No sabe, y por eso consulta con la voluntaria Palazzo, que trabaja como asesora de un diputado, si lo mejor es armar una fundación, una ONG o cooperativa entre los 33 mineros. “Quiero que esto sirva para que no trabajemos más y al mismo tiempo para que mejore la seguridad en las minas, que los mineros puedan hacer cursos sobre seguridad, que tengan acceso a beneficios a través de nuestra fundación. Ahora nuestro deber social es ayudar, crear conciencia y a la vez no perder el sentido de grupo”, dice.
En El Mercurio, Richard Villarroel, uno de los sobrevivientes, narra los peores días del hambre. “Mi cuerpo se consumía a sí mismo”, declara. Ignacio lo lee, mira a su padre y cierra los ojos. Illanes perdió diez kilos, como muchos de sus compañeros, cuando la sonda finalmente llegó a ellos y con las horas apareció el agua y los alimentos. No quiere hablar del tema. Al rato pasa el administrador del camping para saludar y dejar un paquete con regalos: una lapicera, una agenda y unos preciosos lentes. Su hijo los guarda en el cuarto, junto a adornos de madera, cartas de los compañeros de primaria de Juan Andrés Illanes, zapatillas, relojes para medir el ritmo cardíaco y otras chucherías.
Paulina Palazzo Rojas, la anfitriona, cuenta una anécdota. Dice que llevó la bandera firmada que él le regaló y se la mostró a su madre en Copiapó. “No me creía, decía que la había comprado por ahí, así que lo llamé a Juan para que hablara con ella. No bien la atendió, mi madre se puso a llorar. Cuando cortó, se da vuelta y me dice: ‘Y yo cómo sé que era él’.” Ignacio cuenta que ese día, mientras iba a Caldera para sacar plata del banco, la gente lo reconocía pero la mayoría, por respeto, no se acercaba.
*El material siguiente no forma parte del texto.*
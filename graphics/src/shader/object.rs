//! Shader objects: one compiled pass and its per-frame binding state.
//!
//! A [`ShaderObject`] compiles the stages of one pass of an effect, links
//! them, and builds a bind table that copies effect parameters into
//! constant buffers and resource slots. Rendering code calls
//! [`ShaderObject::bind`] once per draw.
//!
//! # Example
//!
//! ```ignore
//! let effect = Effect::from_ron(&text)?;
//! let mut ctx = DummyContext::new();
//! let mut object = ShaderObject::new(ShaderSettings::default());
//! object.set_shader(&mut ctx, &effect, "Tonemap", 0)?;
//!
//! effect.parameter_by_name("exposure").unwrap().set(2.5f32)?;
//! object.bind(&mut ctx);
//! ```

use std::sync::Arc;

use klayge_core::profiling::profile_scope;

use crate::backend::{GpuBuffer, ProgramStage, RenderContext};
use crate::config::ShaderSettings;
use crate::effect::{Effect, Pass, ShaderDesc};
use crate::error::GraphicsError;
use crate::types::{PerStage, ShaderStage, ShaderStageFlags};

use super::bind::{build_bind_table, ParameterBind};
use super::cache::{CachedStage, LinkedProgram, PerStageKeys, ProgramKey, StageKey};
use super::compiler::CompileRequest;
use super::slots::ResourceSlotTable;
use super::staging::{ConstantBuffer, ConstantBufferStore};

/// Lifecycle state of a shader object.
#[derive(Debug, Clone, Copy, PartialEq, Eq, Default)]
pub enum ShaderObjectState {
    /// No pass has been set.
    #[default]
    Uncompiled,
    /// Every requested stage compiled and the bind table is built.
    Valid,
    /// Compiling, linking or building the bind table failed.
    Invalid,
}

/// One pass of an effect, ready to bind.
#[derive(Debug, Default)]
pub struct ShaderObject {
    settings: ShaderSettings,
    state: ShaderObjectState,
    requested: ShaderStageFlags,
    stage_valid: PerStage<bool>,
    program: Option<Arc<LinkedProgram>>,
    binds: Vec<ParameterBind>,
    buffers: ConstantBufferStore,
    slots: PerStage<ResourceSlotTable>,
}

impl ShaderObject {
    pub fn new(settings: ShaderSettings) -> Self {
        Self {
            settings,
            ..Self::default()
        }
    }

    pub fn settings(&self) -> &ShaderSettings {
        &self.settings
    }

    pub fn state(&self) -> ShaderObjectState {
        self.state
    }

    pub fn is_valid(&self) -> bool {
        self.state == ShaderObjectState::Valid
    }

    /// Whether `stage` was requested by the pass and compiled.
    pub fn is_stage_valid(&self, stage: ShaderStage) -> bool {
        self.stage_valid[stage]
    }

    /// Stages the current pass asked for.
    pub fn requested_stages(&self) -> ShaderStageFlags {
        self.requested
    }

    /// Linked program, shared with clones and aliasing passes.
    pub fn program(&self) -> Option<&Arc<LinkedProgram>> {
        self.program.as_ref()
    }

    pub fn binds(&self) -> &[ParameterBind] {
        &self.binds
    }

    /// Staging state of the constant buffer named `name`.
    pub fn constant_buffer(&self, name: &str) -> Option<&ConstantBuffer> {
        self.buffers.by_name(name)
    }

    pub fn constant_buffers(&self) -> &ConstantBufferStore {
        &self.buffers
    }

    pub fn slot_table(&self, stage: ShaderStage) -> &ResourceSlotTable {
        &self.slots[stage]
    }

    fn reset(&mut self) {
        self.state = ShaderObjectState::Uncompiled;
        self.requested = ShaderStageFlags::empty();
        self.stage_valid = PerStage::default();
        self.program = None;
        self.binds.clear();
        self.buffers = ConstantBufferStore::default();
        self.slots = PerStage::default();
    }

    /// Compile and link `pass` of `technique`, then build the bind table.
    ///
    /// On failure the object is left [`ShaderObjectState::Invalid`] and
    /// `bind()` does nothing; the error is logged and returned.
    pub fn set_shader(
        &mut self,
        ctx: &mut dyn RenderContext,
        effect: &Effect,
        technique: &str,
        pass: usize,
    ) -> Result<(), GraphicsError> {
        profile_scope!("set_shader");
        self.reset();

        let result = self.attach(ctx, effect, technique, pass);
        match &result {
            Ok(()) => {
                self.state = ShaderObjectState::Valid;
                log::debug!(
                    "shader object: `{}` / `{technique}` / pass {pass} ready ({} binds, {} constant buffers)",
                    effect.name(),
                    self.binds.len(),
                    self.buffers.len()
                );
            }
            Err(err) => {
                self.state = ShaderObjectState::Invalid;
                self.program = None;
                self.binds.clear();
                log::error!(
                    "shader object: `{}` / `{technique}` / pass {pass} failed on {}: {err}",
                    effect.name(),
                    ctx.name()
                );
            }
        }
        result
    }

    fn attach(
        &mut self,
        ctx: &mut dyn RenderContext,
        effect: &Effect,
        technique: &str,
        pass_index: usize,
    ) -> Result<(), GraphicsError> {
        let pass = effect
            .technique_by_name(technique)
            .and_then(|t| t.pass(pass_index))
            .ok_or_else(|| {
                GraphicsError::InvalidParameter(format!(
                    "effect `{}` has no pass {pass_index} in technique `{technique}`",
                    effect.name()
                ))
            })?;
        self.requested = pass.stages();
        if self.requested.is_empty() {
            return Err(GraphicsError::InvalidParameter(format!(
                "pass `{}` has no shader stages",
                pass.name()
            )));
        }
        if self.settings.log_generated_source {
            log::debug!("generated source of `{}`:\n{}", effect.name(), effect.source());
        }

        let program = self.program_for(ctx, effect, pass)?;
        self.binds = build_bind_table(effect, &program, self.settings.unresolved)?;
        self.buffers = ConstantBufferStore::create(ctx, program.cbuffers())?;
        self.slots = Self::slot_tables(&program);
        self.program = Some(program);
        Ok(())
    }

    fn shader_desc<'e>(effect: &'e Effect, pass: &Pass, stage: ShaderStage) -> Result<&'e ShaderDesc, GraphicsError> {
        pass.shader_desc_id(stage)
            .and_then(|id| effect.shader_desc(id))
            .ok_or_else(|| {
                GraphicsError::Internal(format!("pass `{}` lost its {stage} description", pass.name()))
            })
    }

    fn program_for(
        &mut self,
        ctx: &mut dyn RenderContext,
        effect: &Effect,
        pass: &Pass,
    ) -> Result<Arc<LinkedProgram>, GraphicsError> {
        let use_cache = self.settings.use_shader_cache;
        let cache = effect.cache();

        let mut keys: PerStageKeys = [None; ShaderStage::COUNT];
        for stage in self.requested.stages() {
            let desc = Self::shader_desc(effect, pass, stage)?;
            keys[stage.index()] = Some(StageKey::of(&Self::request(effect, pass, desc)));
        }
        let program_key = ProgramKey(keys);

        if use_cache {
            if let Some(program) = cache.program(&program_key) {
                log::debug!("shader cache: program hit for `{}` pass `{}`", effect.name(), pass.name());
                for stage in self.requested.stages() {
                    self.stage_valid[stage] = true;
                }
                return Ok(program);
            }
        }

        let mut stages: PerStage<Option<CachedStage>> = PerStage::default();
        let mut first_error = None;
        for stage in self.requested.stages() {
            let desc = Self::shader_desc(effect, pass, stage)?;
            let request = Self::request(effect, pass, desc);
            let key = StageKey::of(&request);
            match Self::compile_stage(ctx, effect, &request, key, use_cache) {
                Ok(cached) => {
                    self.stage_valid[stage] = true;
                    stages[stage] = Some(cached);
                }
                Err(err) => {
                    log::error!(
                        "`{}` pass `{}`: {stage} entry `{}` ({}) failed: {err}",
                        effect.name(),
                        pass.name(),
                        desc.entry_point,
                        desc.profile
                    );
                    first_error.get_or_insert(err);
                }
            }
        }
        if let Some(err) = first_error {
            return Err(err);
        }

        let program_stages: Vec<ProgramStage<'_>> = stages
            .iter()
            .filter_map(|(stage, cached)| {
                cached.as_ref().map(|c| ProgramStage {
                    stage,
                    compiled: &c.compiled,
                    reflection: &c.reflection,
                })
            })
            .collect();
        let native = ctx.create_program(&program_stages)?;
        let program = Arc::new(LinkedProgram::new(stages, native)?);

        Ok(if use_cache {
            cache.insert_program(program_key, program)
        } else {
            program
        })
    }

    fn request<'a>(effect: &'a Effect, pass: &'a Pass, desc: &'a ShaderDesc) -> CompileRequest<'a> {
        CompileRequest {
            stage: desc.stage,
            source: effect.source(),
            entry_point: &desc.entry_point,
            profile: &desc.profile,
            macros: pass.macros(),
        }
    }

    fn compile_stage(
        ctx: &mut dyn RenderContext,
        effect: &Effect,
        request: &CompileRequest<'_>,
        key: StageKey,
        use_cache: bool,
    ) -> Result<CachedStage, GraphicsError> {
        if use_cache {
            if let Some(hit) = effect.cache().stage_for(key, request) {
                log::debug!("shader cache: {} `{}` hit", request.stage, request.entry_point);
                return Ok(hit);
            }
        }

        let compiler = ctx.compiler();
        let compiled = compiler.compile(request)?;
        let reflection = compiler.reflect(&compiled)?;
        reflection.validate()?;
        let cached = CachedStage {
            compiled: Arc::new(compiled),
            reflection: Arc::new(reflection),
        };

        Ok(if use_cache {
            effect.cache().insert_stage(key, cached)
        } else {
            cached
        })
    }

    fn slot_tables(program: &LinkedProgram) -> PerStage<ResourceSlotTable> {
        PerStage::from_fn(|stage| {
            program
                .stage(stage)
                .map(|cached| ResourceSlotTable::for_stage(&cached.reflection))
                .unwrap_or_default()
        })
    }

    /// Copy parameter values into native state and issue the binding calls.
    ///
    /// Does nothing unless the object is valid.
    pub fn bind(&mut self, ctx: &mut dyn RenderContext) {
        profile_scope!("shader_object_bind");

        let Some(program) = self.program.as_ref().filter(|_| self.is_valid()) else {
            log::trace!("shader object: bind skipped ({:?})", self.state);
            return;
        };

        for bind in &self.binds {
            bind.execute(&mut self.buffers, &mut self.slots);
        }
        self.buffers.flush(ctx);

        ctx.set_program(program.program());
        for (stage, _) in program.stages() {
            let cbuffers: Vec<Option<&GpuBuffer>> = program
                .stage_cbuffers(stage)
                .iter()
                .map(|index| index.and_then(|i| self.buffers.get(i)).map(ConstantBuffer::gpu_buffer))
                .collect();
            if !cbuffers.is_empty() {
                ctx.set_constant_buffers(stage, &cbuffers);
            }

            let slots = &self.slots[stage];
            if !slots.textures.is_empty() {
                ctx.set_textures(stage, &slots.textures);
            }
            if !slots.samplers.is_empty() {
                ctx.set_samplers(stage, &slots.samplers);
            }
            if !slots.buffers.is_empty() {
                ctx.set_buffers(stage, &slots.buffers);
            }
        }
    }

    /// Clear every slot this object uses.
    pub fn unbind(&mut self, ctx: &mut dyn RenderContext) {
        let Some(program) = self.program.as_ref().filter(|_| self.is_valid()) else {
            return;
        };

        for (stage, _) in program.stages() {
            let cbuffer_slots = program.stage_cbuffers(stage).len();
            if cbuffer_slots > 0 {
                ctx.set_constant_buffers(stage, &vec![None; cbuffer_slots]);
            }

            let slots = &mut self.slots[stage];
            slots.clear();
            if !slots.textures.is_empty() {
                ctx.set_textures(stage, &slots.textures);
            }
            if !slots.samplers.is_empty() {
                ctx.set_samplers(stage, &slots.samplers);
            }
            if !slots.buffers.is_empty() {
                ctx.set_buffers(stage, &slots.buffers);
            }
        }
    }

    /// Copy for another instance of the same effect.
    ///
    /// The linked program is shared; staging buffers, GPU buffers and the
    /// bind table are new and read `effect`'s parameters.
    pub fn clone_for(&self, ctx: &mut dyn RenderContext, effect: &Effect) -> Result<ShaderObject, GraphicsError> {
        let mut clone = ShaderObject {
            settings: self.settings.clone(),
            state: self.state,
            requested: self.requested,
            stage_valid: self.stage_valid.clone(),
            ..ShaderObject::default()
        };
        let Some(program) = self.program.as_ref().filter(|_| self.is_valid()) else {
            return Ok(clone);
        };

        clone.binds = build_bind_table(effect, program, self.settings.unresolved)?;
        clone.buffers = ConstantBufferStore::create(ctx, program.cbuffers())?;
        clone.slots = Self::slot_tables(program);
        clone.program = Some(program.clone());
        Ok(clone)
    }
}

static_assertions::assert_impl_all!(ShaderObject: Send);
A lo sumo, comentaban por lo bajo que había un sobreviviente en la fila de cajas. Nuevamente, Baeza es la que se duerme y presiona al marido para que baje la persiana.
El milagro del desierto florido, que permite malvones, rosas, cardenales y margaritas en las casas de Bahía Inglesa no atrae a Illanes. Ni siquiera recorrió las playas. Aún está sumergido en sus pensamientos. “Necesito saber qué pasó mientras no estaba. Necesito hablar, comunicarme. Y sobre todo, escuchar”, reflexiona antes de despedir a la visita. Sabe que lo consideran un héroe por lo que sufrió pero no por lo que pretende transformar.